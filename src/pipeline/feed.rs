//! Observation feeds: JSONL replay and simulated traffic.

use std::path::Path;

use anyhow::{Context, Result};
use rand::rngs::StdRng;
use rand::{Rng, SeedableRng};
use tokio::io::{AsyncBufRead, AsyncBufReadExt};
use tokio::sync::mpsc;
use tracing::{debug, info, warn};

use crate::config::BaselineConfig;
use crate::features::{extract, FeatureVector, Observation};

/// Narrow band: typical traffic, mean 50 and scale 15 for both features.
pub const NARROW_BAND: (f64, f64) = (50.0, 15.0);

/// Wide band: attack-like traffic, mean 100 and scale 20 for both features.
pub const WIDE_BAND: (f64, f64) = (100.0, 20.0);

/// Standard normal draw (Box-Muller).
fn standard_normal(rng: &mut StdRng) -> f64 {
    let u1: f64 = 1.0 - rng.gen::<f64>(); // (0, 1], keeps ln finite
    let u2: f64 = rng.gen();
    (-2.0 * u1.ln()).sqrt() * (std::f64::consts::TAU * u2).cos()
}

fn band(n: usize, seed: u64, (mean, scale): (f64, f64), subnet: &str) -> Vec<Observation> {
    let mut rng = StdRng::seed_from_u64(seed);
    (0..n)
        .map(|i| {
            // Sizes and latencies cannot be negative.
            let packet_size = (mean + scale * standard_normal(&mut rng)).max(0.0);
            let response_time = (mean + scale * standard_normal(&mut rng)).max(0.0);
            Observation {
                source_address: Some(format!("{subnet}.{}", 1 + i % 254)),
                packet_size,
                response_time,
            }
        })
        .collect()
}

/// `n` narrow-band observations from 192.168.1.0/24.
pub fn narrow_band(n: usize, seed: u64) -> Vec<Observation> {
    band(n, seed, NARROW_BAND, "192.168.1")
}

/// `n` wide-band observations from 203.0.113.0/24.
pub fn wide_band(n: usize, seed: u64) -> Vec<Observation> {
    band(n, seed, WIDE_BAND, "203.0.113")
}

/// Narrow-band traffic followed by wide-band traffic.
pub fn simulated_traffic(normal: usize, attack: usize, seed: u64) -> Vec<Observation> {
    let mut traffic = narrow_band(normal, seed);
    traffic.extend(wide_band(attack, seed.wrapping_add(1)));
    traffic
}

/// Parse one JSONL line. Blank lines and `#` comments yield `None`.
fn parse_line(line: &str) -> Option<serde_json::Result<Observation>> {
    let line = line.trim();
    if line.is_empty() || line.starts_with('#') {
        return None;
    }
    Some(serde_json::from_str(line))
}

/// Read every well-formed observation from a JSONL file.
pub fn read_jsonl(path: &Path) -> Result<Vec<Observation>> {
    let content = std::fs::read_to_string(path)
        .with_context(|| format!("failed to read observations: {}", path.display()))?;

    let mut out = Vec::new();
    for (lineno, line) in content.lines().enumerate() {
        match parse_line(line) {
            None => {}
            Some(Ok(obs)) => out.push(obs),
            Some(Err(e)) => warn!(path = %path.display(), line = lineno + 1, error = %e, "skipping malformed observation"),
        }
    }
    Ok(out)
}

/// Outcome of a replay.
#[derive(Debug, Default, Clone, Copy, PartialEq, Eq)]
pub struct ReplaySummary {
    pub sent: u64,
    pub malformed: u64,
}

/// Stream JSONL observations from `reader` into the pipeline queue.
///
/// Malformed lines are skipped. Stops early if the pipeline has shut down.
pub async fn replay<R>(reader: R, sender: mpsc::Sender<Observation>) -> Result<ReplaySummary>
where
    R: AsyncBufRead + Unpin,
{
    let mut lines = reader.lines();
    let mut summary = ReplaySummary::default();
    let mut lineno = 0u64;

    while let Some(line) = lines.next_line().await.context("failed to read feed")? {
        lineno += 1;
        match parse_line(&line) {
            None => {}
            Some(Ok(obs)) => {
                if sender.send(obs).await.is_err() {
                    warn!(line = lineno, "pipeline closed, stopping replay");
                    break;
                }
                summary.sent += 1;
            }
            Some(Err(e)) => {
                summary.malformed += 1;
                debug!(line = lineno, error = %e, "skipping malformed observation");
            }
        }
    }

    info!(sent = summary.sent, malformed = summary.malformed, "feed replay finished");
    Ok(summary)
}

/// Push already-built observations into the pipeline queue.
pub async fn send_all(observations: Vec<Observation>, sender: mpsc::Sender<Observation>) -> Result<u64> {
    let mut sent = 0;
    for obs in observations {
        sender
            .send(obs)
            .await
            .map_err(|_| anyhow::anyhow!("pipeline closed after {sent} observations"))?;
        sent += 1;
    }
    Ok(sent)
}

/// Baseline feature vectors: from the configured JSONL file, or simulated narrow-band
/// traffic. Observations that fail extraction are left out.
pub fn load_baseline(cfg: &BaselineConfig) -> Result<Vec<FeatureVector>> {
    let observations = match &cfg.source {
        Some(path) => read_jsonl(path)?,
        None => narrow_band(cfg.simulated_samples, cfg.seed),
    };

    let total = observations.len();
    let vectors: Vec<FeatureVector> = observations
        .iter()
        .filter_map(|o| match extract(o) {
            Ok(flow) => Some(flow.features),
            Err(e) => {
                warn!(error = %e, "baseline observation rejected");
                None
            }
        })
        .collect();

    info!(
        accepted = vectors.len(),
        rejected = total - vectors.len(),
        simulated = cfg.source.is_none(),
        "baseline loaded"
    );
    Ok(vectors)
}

++++++++++++++++++++

§ **THE PROBLEM**
In this exercise, every line of the listing is to be output exactly.

§ **TASK RESULT**
filename src/pipeline/feed.rs
//! Observation feeds: JSONL replay and simulated traffic.

use std::path::Path;

use anyhow::{Context, Result};
use rand::rngs::StdRng;
use rand::{Rng, SeedableRng};
use tokio::io::{AsyncBufRead, AsyncBufReadExt};
use tokio::sync::mpsc;
use tracing::{debug, info, warn};

use crate::config::BaselineConfig;
use crate::features::{extract, FeatureVector, Observation};

/// Narrow band: typical traffic, mean 50 and scale 15 for both features.
pub const NARROW_BAND: (f64, f64) = (50.0, 15.0);

/// Wide band: attack-like traffic, mean 100 and scale 20 for both features.
pub const WIDE_BAND: (f64, f64) = (100.0, 20.0);

/// Standard normal draw (Box-Muller).
fn standard_normal(rng: &mut StdRng) -> f64 {
    let u1: f64 = 1.0 - rng.gen::<f64>(); // (0, 1], keeps ln finite
    let u2: f64 = rng.gen();
    (-2.0 * u1.ln()).sqrt() * (std::f64::consts::TAU * u2).cos()
}

fn band(n: usize, seed: u64, (mean, scale): (f64, f64), subnet: &str) -> Vec<Observation> {
    let mut rng = StdRng::seed_from_u64(seed);
    (0..n)
        .map(|i| {
            // Sizes and latencies cannot be negative.
            let packet_size = (mean + scale * standard_normal(&mut rng)).max(0.0);
            let response_time = (mean + scale * standard_normal(&mut rng)).max(0.0);
            Observation {
                source_address: Some(format!("{subnet}.{}", 1 + i % 254)),
                packet_size,
                response_time,
            }
        })
        .collect()
}

/// `n` narrow-band observations from 192.168.1.0/24.
pub fn narrow_band(n: usize, seed: u64) -> Vec<Observation> {
    band(n, seed, NARROW_BAND, "192.168.1")
}

/// `n` wide-band observations from 203.0.113.0/24.
pub fn wide_band(n: usize, seed: u64) -> Vec<Observation> {
    band(n, seed, WIDE_BAND, "203.0.113")
}

/// Narrow-band traffic followed by wide-band traffic.
pub fn simulated_traffic(normal: usize, attack: usize, seed: u64) -> Vec<Observation> {
    let mut traffic = narrow_band(normal, seed);
    traffic.extend(wide_band(attack, seed.wrapping_add(1)));
    traffic
}

/// Parse one JSONL line. Blank lines and `#` comments yield `None`.
fn parse_line(line: &str) -> Option<serde_json::Result<Observation>> {
    let line = line.trim();
    if line.is_empty() || line.starts_with('#') {
        return None;
    }
    Some(serde_json::from_str(line))
}

/// Read every well-formed observation from a JSONL file.
pub fn read_jsonl(path: &Path) -> Result<Vec<Observation>> {
    let content = std::fs::read_to_string(path)
        .with_context(|| format!("failed to read observations: {}", path.display()))?;

    let mut out = Vec::new();
    for (lineno, line) in content.lines().enumerate() {
        match parse_line(line) {
            None => {}
            Some(Ok(obs)) => out.push(obs),
            Some(Err(e)) => warn!(path = %path.display(), line = lineno + 1, error = %e, "skipping malformed observation"),
        }
    }
    Ok(out)
}

/// Outcome of a replay.
#[derive(Debug, Default, Clone, Copy, PartialEq, Eq)]
pub struct ReplaySummary {
    pub sent: u64,
    pub malformed: u64,
}

/// Stream JSONL observations from `reader` into the pipeline queue.
///
/// Malformed lines are skipped. Stops early if the pipeline has shut down.
pub async fn replay<R>(reader: R, sender: mpsc::Sender<Observation>) -> Result<ReplaySummary>
where
    R: AsyncBufRead + Unpin,
{
    let mut lines = reader.lines();
    let mut summary = ReplaySummary::default();
    let mut lineno = 0u64;

    while let Some(line) = lines.next_line().await.context("failed to read feed")? {
        lineno += 1;
        match parse_line(&line) {
            None => {}
            Some(Ok(obs)) => {
                if sender.send(obs).await.is_err() {
                    warn!(line = lineno, "pipeline closed, stopping replay");
                    break;
                }
                summary.sent += 1;
            }
            Some(Err(e)) => {
                summary.malformed += 1;
                debug!(line = lineno, error = %e, "skipping malformed observation");
            }
        }
    }

    info!(sent = summary.sent, malformed = summary.malformed, "feed replay finished");
    Ok(summary)
}

/// Push already-built observations into the pipeline queue.
pub async fn send_all(observations: Vec<Observation>, sender: mpsc::Sender<Observation>) -> Result<u64> {
    let mut sent = 0;
    for obs in observations {
        sender
            .send(obs)
            .await
            .map_err(|_| anyhow::anyhow!("pipeline closed after {sent} observations"))?;
        sent += 1;
    }
    Ok(sent)
}

/// Baseline feature vectors: from the configured JSONL file, or simulated narrow-band
/// traffic. Observations that fail extraction are left out.
pub fn load_baseline(cfg: &BaselineConfig) -> Result<Vec<FeatureVector>> {
    let observations = match &cfg.source {
        Some(path) => read_jsonl(path)?,
        None => narrow_band(cfg.simulated_samples, cfg.seed),
    };

    let total = observations.len();
    let vectors: Vec<FeatureVector> = observations
        .iter()
        .filter_map(|o| match extract(o) {
            Ok(flow) => Some(flow.features),
            Err(e) => {
                warn!(error = %e, "baseline observation rejected");
                None
            }
        })
        .collect();

    info!(
        accepted = vectors.len(),
        rejected = total - vectors.len(),
        simulated = cfg.source.is_none(),
        "baseline loaded"
    );
    Ok(vectors)
}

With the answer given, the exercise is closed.